Taking a privileged action on a member account (Amazon CLI)

To launch a session for privileged action in a member account from the Amazon Command Line Interface
  1. Use the following command to assume a root user session: aws sts assume-root.

    Note

    The global endpoint is not supported for sts:AssumeRoot. You must send this request to a Regional Amazon STS endpoint. For more information, see Manage Amazon STS in an Amazon Web Services Region.

    When you launch a privileged root user session for a member account, you must define task-policy-arn to scope the session to the privileged action to be performed during the session. You can use one of following Amazon managed policies to scope privileged session actions.

    To limit the actions a management account or delegated administrator can perform during a privileged root user session, you can use the Amazon STS condition key sts:TaskPolicyArn.

    In the following example, the delegated administrator assumes root to delete the root user credentials for the member account ID 111122223333.
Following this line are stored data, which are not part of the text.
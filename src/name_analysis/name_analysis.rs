use tracing::{debug, trace};

use crate::{
    ast::{
        ast::{Block, Decl, FnDecl, Id, Program, StructDecl, VarDecl},
        expressions::{DotAccess, Expr},
        statements::Stmt,
        types::TypeNode,
    },
    context::Context,
    errors::errors::{ErrorImpl, InternalError},
    symbols::{
        symbol_table::SymbolTable,
        symbols::{Storage, StructDef, StructId, Symbol, SymbolId, SymbolKind, WORD_SIZE},
    },
    Position,
};

/// Where the next variable declaration gets its storage.
#[derive(Debug, Clone, Copy, PartialEq, Eq)]
enum Allocation {
    Global,
    /// Frame offsets, growing downward from `next`.
    Frame { next: i32 },
    /// Field offsets, growing upward from `next`.
    Struct { next: i32 },
}

impl Allocation {
    fn allocate(&mut self, size: i32) -> Storage {
        match self {
            Allocation::Global => Storage::Global,
            Allocation::Frame { next } => {
                // The base of a multi-word variable is its lowest address
                let base = *next - size + WORD_SIZE;
                *next -= size;
                Storage::Local(base)
            }
            Allocation::Struct { next } => {
                let offset = *next;
                *next += size;
                Storage::Field(offset)
            }
        }
    }
}

/// What a location expression turned out to denote.
#[derive(Debug, Clone, Copy, PartialEq, Eq)]
enum LocResolution {
    Struct(StructId),
    NonStruct,
    /// Already reported.
    Failed,
}

/// Offset of the first local in a frame with `formals` parameters.
///
/// The return address and the saved frame pointer sit between the
/// parameters and the locals.
pub fn first_local_offset(formals: usize) -> i32 {
    -WORD_SIZE * formals as i32 - 2 * WORD_SIZE
}

struct NameAnalyzer<'a> {
    table: &'a mut SymbolTable,
    context: &'a mut Context,
}

/// Resolves every name in `program`.
///
/// `table` must hold the (empty) global scope; symbols are allocated in the
/// context's arena and linked onto the AST. Returns `Err` only when the
/// symbol table's own invariants break.
pub fn analyze_names(
    program: &mut Program,
    table: &mut SymbolTable,
    context: &mut Context,
) -> Result<(), InternalError> {
    let errors_before = context.diagnostics.error_count();
    let mut analyzer = NameAnalyzer { table, context };

    for decl in &mut program.decls {
        analyzer.analyze_decl(decl)?;
    }
    analyzer.check_main();

    debug!(
        symbols = analyzer.context.symbols.len(),
        errors = analyzer.context.diagnostics.error_count() - errors_before,
        "name analysis finished"
    );
    Ok(())
}
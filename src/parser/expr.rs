use crate::{
    ast::{
        ast::Id,
        expressions::{Assign, BinaryOp, Call, DotAccess, Expr, UnaryOp},
    },
    errors::errors::{Error, ErrorImpl},
    lexer::tokens::TokenKind,
};

use super::{lookups::BindingPower, parser::Parser};

pub fn parse_expr(parser: &mut Parser, bp: BindingPower) -> Result<Expr, Error> {
    // First parse NUD
    let token_kind = parser.current_token_kind();
    let Some(nud) = parser.get_nud_lookup().get(&token_kind).copied() else {
        return Err(parser.unexpected());
    };

    let mut left = nud(parser)?;

    // While the current token binds tighter than the caller, keep extending lhs
    while parser.current_bp() > bp {
        let token_kind = parser.current_token_kind();
        let Some(led) = parser.get_led_lookup().get(&token_kind).copied() else {
            return Err(parser.unexpected());
        };

        let token_bp = parser.current_bp();
        left = led(parser, left, token_bp)?;
    }

    Ok(left)
}

pub fn parse_primary_expr(parser: &mut Parser) -> Result<Expr, Error> {
    let token = parser.advance();
    let position = token.span.start;

    match token.kind {
        TokenKind::Number => match token.value.parse() {
            Ok(value) => Ok(Expr::IntLit { value, position }),
            Err(_) => Err(Error::new(
                ErrorImpl::NumberParseError { token: token.value },
                position,
            )),
        },
        TokenKind::String => Ok(Expr::StrLit {
            value: token.value,
            position,
        }),
        TokenKind::True => Ok(Expr::True(position)),
        TokenKind::False => Ok(Expr::False(position)),
        TokenKind::Identifier => Ok(Expr::Id(Id::new(&token.value, position))),
        _ => Err(Error::new(
            ErrorImpl::UnexpectedToken { token: token.value },
            position,
        )),
    }
}

fn binary_op(kind: TokenKind) -> Option<BinaryOp> {
    let op = match kind {
        TokenKind::Plus => BinaryOp::Plus,
        TokenKind::Dash => BinaryOp::Minus,
        TokenKind::Star => BinaryOp::Times,
        TokenKind::Slash => BinaryOp::Divide,
        TokenKind::And => BinaryOp::And,
        TokenKind::Or => BinaryOp::Or,
        TokenKind::Equals => BinaryOp::Equals,
        TokenKind::NotEquals => BinaryOp::NotEquals,
        TokenKind::Less => BinaryOp::Less,
        TokenKind::Greater => BinaryOp::Greater,
        TokenKind::LessEquals => BinaryOp::LessEquals,
        TokenKind::GreaterEquals => BinaryOp::GreaterEquals,
        _ => return None,
    };
    Some(op)
}

pub fn parse_binary_expr(parser: &mut Parser, left: Expr, bp: BindingPower) -> Result<Expr, Error> {
    let Some(op) = binary_op(parser.current_token_kind()) else {
        return Err(parser.unexpected());
    };
    parser.advance();

    let right = parse_expr(parser, bp)?;

    // Comparisons do not chain
    if bp == BindingPower::Relational && parser.current_bp() == BindingPower::Relational {
        return Err(parser.unexpected_detailed("comparison operators cannot be chained"));
    }

    Ok(Expr::Binary {
        op,
        left: Box::new(left),
        right: Box::new(right),
    })
}

pub fn parse_prefix_expr(parser: &mut Parser) -> Result<Expr, Error> {
    let operator_token = parser.advance();
    let op = if operator_token.kind == TokenKind::Not {
        UnaryOp::Not
    } else {
        UnaryOp::Negate
    };

    let operand = parse_expr(parser, BindingPower::Unary)?;

    Ok(Expr::Unary {
        op,
        operand: Box::new(operand),
    })
}

pub fn parse_assignment_expr(parser: &mut Parser, left: Expr, _bp: BindingPower) -> Result<Expr, Error> {
    if !left.is_loc() {
        return Err(parser.unexpected_detailed("only a variable or field can be assigned to"));
    }
    parser.advance();

    // Right associative: `a = b = c` assigns `c` to `b` first
    let rhs = parse_expr(parser, BindingPower::Default)?;

    Ok(Expr::Assign(Assign {
        lhs: Box::new(left),
        rhs: Box::new(rhs),
    }))
}

pub fn parse_grouping_expr(parser: &mut Parser) -> Result<Expr, Error> {
    parser.advance();
    let expr = parse_expr(parser, BindingPower::Default)?;
    parser.expect(TokenKind::CloseParen)?;

    Ok(expr)
}

pub fn parse_call_expr(parser: &mut Parser, left: Expr, _bp: BindingPower) -> Result<Expr, Error> {
    let Expr::Id(callee) = left else {
        return Err(parser.unexpected_detailed("only a function name can be called"));
    };
    parser.advance();

    let mut args = vec![];
    if parser.current_token_kind() != TokenKind::CloseParen {
        loop {
            args.push(parse_expr(parser, BindingPower::Default)?);
            if parser.current_token_kind() != TokenKind::Comma {
                break;
            }
            parser.advance();
        }
    }

    parser.expect(TokenKind::CloseParen)?;

    Ok(Expr::Call(Call { callee, args }))
}

pub fn parse_member_expr(parser: &mut Parser, left: Expr, _bp: BindingPower) -> Result<Expr, Error> {
    if !left.is_loc() {
        return Err(parser.unexpected_detailed("only a variable or field has fields"));
    }
    parser.advance();

    let field = parser.expect(TokenKind::Identifier)?;

    Ok(Expr::DotAccess(DotAccess {
        loc: Box::new(left),
        field: Id::new(&field.value, field.span.start),
        struct_def: None,
    }))
}
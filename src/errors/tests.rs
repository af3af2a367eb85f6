//! Unit tests for error handling.
//!
//! This module contains tests for error types and error reporting.

use crate::errors::diagnostics::Diagnostics;
use crate::errors::errors::{Error, ErrorImpl, ErrorTip, InternalError, Severity, SymbolTableError};
use crate::Position;

#[test]
fn test_error_creation() {
    let error = Error::new(
        ErrorImpl::IllegalCharacter { character: '@' },
        Position(1, 10),
    );

    assert_eq!(error.get_error_name(), "IllegalCharacter");
    assert_eq!(error.get_severity(), Severity::Error);
}

#[test]
fn test_error_position() {
    let error = Error::new(
        ErrorImpl::Undeclared {
            name: "x".to_string(),
        },
        Position(4, 2),
    );

    assert_eq!(error.get_position().line(), 4);
    assert_eq!(error.get_position().column(), 2);
}

#[test]
fn test_error_display_format() {
    let error = Error::new(
        ErrorImpl::MultiplyDeclared {
            name: "x".to_string(),
        },
        Position(2, 5),
    );

    assert_eq!(error.to_string(), "2:5 ***ERROR*** Multiply declared identifier");
}

#[test]
fn test_warning_display_format() {
    let error = Error::warning(
        ErrorImpl::IntegerTooLarge {
            literal: "99999999999".to_string(),
        },
        Position(7, 13),
    );

    assert!(!error.is_fatal());
    assert_eq!(
        error.to_string(),
        "7:13 ***WARNING*** Integer literal too large; using max value"
    );
}

#[test]
fn test_no_main_at_null_position() {
    let error = Error::new(ErrorImpl::NoMain, Position::null());
    assert_eq!(error.to_string(), "0:0 ***ERROR*** No main function");
}

#[test]
fn test_type_mismatch_message_hides_types() {
    let error = Error::new(
        ErrorImpl::TypeMismatch {
            expected: "bool".to_string(),
            received: "int".to_string(),
        },
        Position(3, 1),
    );

    assert_eq!(error.get_error_name(), "TypeMismatch");
    assert_eq!(error.to_string(), "3:1 ***ERROR*** Type mismatch");
    assert_eq!(error.get_tip().to_string(), "Expected type `bool`, received `int`");
}

#[test]
fn test_error_tip_none() {
    let error = Error::new(ErrorImpl::DotAccessNonStruct, Position(1, 1));
    assert!(matches!(error.get_tip(), ErrorTip::None));
}

#[test]
fn test_error_tip_suggestion() {
    let error = Error::new(
        ErrorImpl::WrongArgumentCount {
            expected: 2,
            received: 3,
        },
        Position(1, 1),
    );

    match error.get_tip() {
        ErrorTip::Suggestion(tip) => assert_eq!(tip, "Expected 2 arguments, received 3"),
        _ => panic!("Expected suggestion tip"),
    }
}

#[test]
fn test_error_tip_display() {
    let tip = ErrorTip::Suggestion("Try this instead".to_string());
    assert_eq!(tip.to_string(), "Try this instead");

    let tip = ErrorTip::None;
    assert_eq!(tip.to_string(), "");
}

#[test]
fn test_diagnostics_counts() {
    let mut diagnostics = Diagnostics::new();
    assert!(!diagnostics.has_errors());

    diagnostics.warn(
        ErrorImpl::IntegerTooLarge {
            literal: "4294967296".to_string(),
        },
        Position(1, 9),
    );
    assert!(!diagnostics.has_errors());
    assert_eq!(diagnostics.warning_count(), 1);

    diagnostics.fatal(ErrorImpl::NoMain, Position::null());
    assert!(diagnostics.has_errors());
    assert_eq!(diagnostics.error_count(), 1);
    assert_eq!(diagnostics.len(), 2);
}

#[test]
fn test_diagnostics_display_keeps_report_order() {
    let mut diagnostics = Diagnostics::new();
    diagnostics.fatal(
        ErrorImpl::Undeclared {
            name: "b".to_string(),
        },
        Position(5, 3),
    );
    diagnostics.fatal(
        ErrorImpl::Undeclared {
            name: "a".to_string(),
        },
        Position(2, 3),
    );

    assert_eq!(
        diagnostics.to_string(),
        "5:3 ***ERROR*** Undeclared identifier\n2:3 ***ERROR*** Undeclared identifier\n"
    );
}

#[test]
fn test_internal_error_from_symbol_table_error() {
    let error: InternalError = SymbolTableError::EmptyScopeStack.into();
    assert_eq!(
        error.to_string(),
        "symbol table invariant violated: scope stack is empty"
    );
}
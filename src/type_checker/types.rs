//! The closed set of types computed by the semantic passes.

use std::fmt::Display;

/// A type value.
///
/// `Error` never appears as a declared type. It is the result of an
/// ill-typed expression and is compatible with every other type, which
/// stops one root cause from producing a chain of diagnostics.
#[derive(Debug, Clone, PartialEq, Eq, Hash)]
pub enum Type {
    Int,
    Bool,
    Void,
    String,
    /// A variable of the named struct type.
    Struct(String),
    /// The name of a struct definition used as an expression.
    StructDef(String),
    Function(Vec<Type>, Box<Type>),
    Error,
}

impl Type {
    pub fn is_int(&self) -> bool {
        matches!(self, Type::Int)
    }

    pub fn is_bool(&self) -> bool {
        matches!(self, Type::Bool)
    }

    pub fn is_void(&self) -> bool {
        matches!(self, Type::Void)
    }

    pub fn is_struct(&self) -> bool {
        matches!(self, Type::Struct(_))
    }

    pub fn is_struct_def(&self) -> bool {
        matches!(self, Type::StructDef(_))
    }

    pub fn is_function(&self) -> bool {
        matches!(self, Type::Function(..))
    }

    pub fn is_error(&self) -> bool {
        matches!(self, Type::Error)
    }

    /// Structural equality, except that `Error` matches anything.
    pub fn compatible(&self, other: &Type) -> bool {
        self.is_error() || other.is_error() || self == other
    }
}

impl Display for Type {
    fn fmt(&self, f: &mut std::fmt::Formatter<'_>) -> std::fmt::Result {
        match self {
            Type::Int => write!(f, "int"),
            Type::Bool => write!(f, "bool"),
            Type::Void => write!(f, "void"),
            Type::String => write!(f, "String"),
            Type::Struct(name) => write!(f, "{}", name),
            Type::StructDef(_) => write!(f, "struct"),
            Type::Function(formals, return_type) => {
                let formals = formals
                    .iter()
                    .map(ToString::to_string)
                    .collect::<Vec<_>>()
                    .join(",");
                write!(f, "{}->{}", formals, return_type)
            }
            Type::Error => write!(f, "error"),
        }
    }
}

#[cfg(test)]
mod tests {
    use super::Type;

    #[test]
    fn test_error_is_compatible_with_everything() {
        for ty in [
            Type::Int,
            Type::Bool,
            Type::Void,
            Type::String,
            Type::Struct("Point".to_string()),
            Type::Function(vec![], Box::new(Type::Void)),
        ] {
            assert!(Type::Error.compatible(&ty));
            assert!(ty.compatible(&Type::Error));
        }
    }

    #[test]
    fn test_declared_types_compare_structurally() {
        assert!(Type::Int.compatible(&Type::Int));
        assert!(!Type::Int.compatible(&Type::Bool));
        assert!(Type::Struct("A".to_string()).compatible(&Type::Struct("A".to_string())));
        assert!(!Type::Struct("A".to_string()).compatible(&Type::Struct("B".to_string())));
    }

    #[test]
    fn test_display() {
        let function = Type::Function(vec![Type::Int, Type::Bool], Box::new(Type::Void));
        assert_eq!(function.to_string(), "int,bool->void");
        assert_eq!(
            Type::Function(vec![], Box::new(Type::Int)).to_string(),
            "->int"
        );
        assert_eq!(Type::StructDef("Point".to_string()).to_string(), "struct");
        assert_eq!(Type::Struct("Point".to_string()).to_string(), "Point");
    }
}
    aws sts assume-root \ --target-principal 111122223333 \ --task-policy-arn arn=arn:aws:iam::aws:policy/root-task/IAMDeleteRootUserCredentials \ --duration-seconds 900
  2. Use the AccessKeyId and SecretAccessKey from the response to perform privileged actions in the member account. You can omit the user name and password in the request to default to the member account.

Taking a privileged action on a member account (Amazon API)

To launch a session for privileged action in a member account from the Amazon API
  1. Use the following command to assume a root user session: AssumeRoot.

    Note

    The global endpoint is not supported for AssumeRoot. You must send this request to a Regional Amazon STS endpoint. For more information, see Manage Amazon STS in an Amazon Web Services Region.

    When you launch a privileged root user session for a member account, you must define TaskPolicyArn to scope the session to the privileged action to be performed during the session. You can use one of following Amazon managed policies to scope privileged session actions.

    To limit the actions a management account or delegated administrator can perform during a privileged root user session, you can use the Amazon STS condition key sts:TaskPolicyArn.

    In the following example, the delegated administrator assumes root to read, edit and delete a misconfigured resource-based policy for an Amazon S3 bucket for the member account ID 111122223333.

    https://sts.us-east-2.amazonaws.com/ ?Version=2011-06-15 &Action=AssumeRoot &TargetPrincipal=111122223333 &PolicyArns.arn=arn:aws:iam::aws:policy/root-task/S3UnlockBucketPolicy &DurationSeconds 900
  2. Use the AccessKeyId and SecretAccessKey from the response to perform privileged actions in the member account. You can omit the user name and password in the request to default to the member account.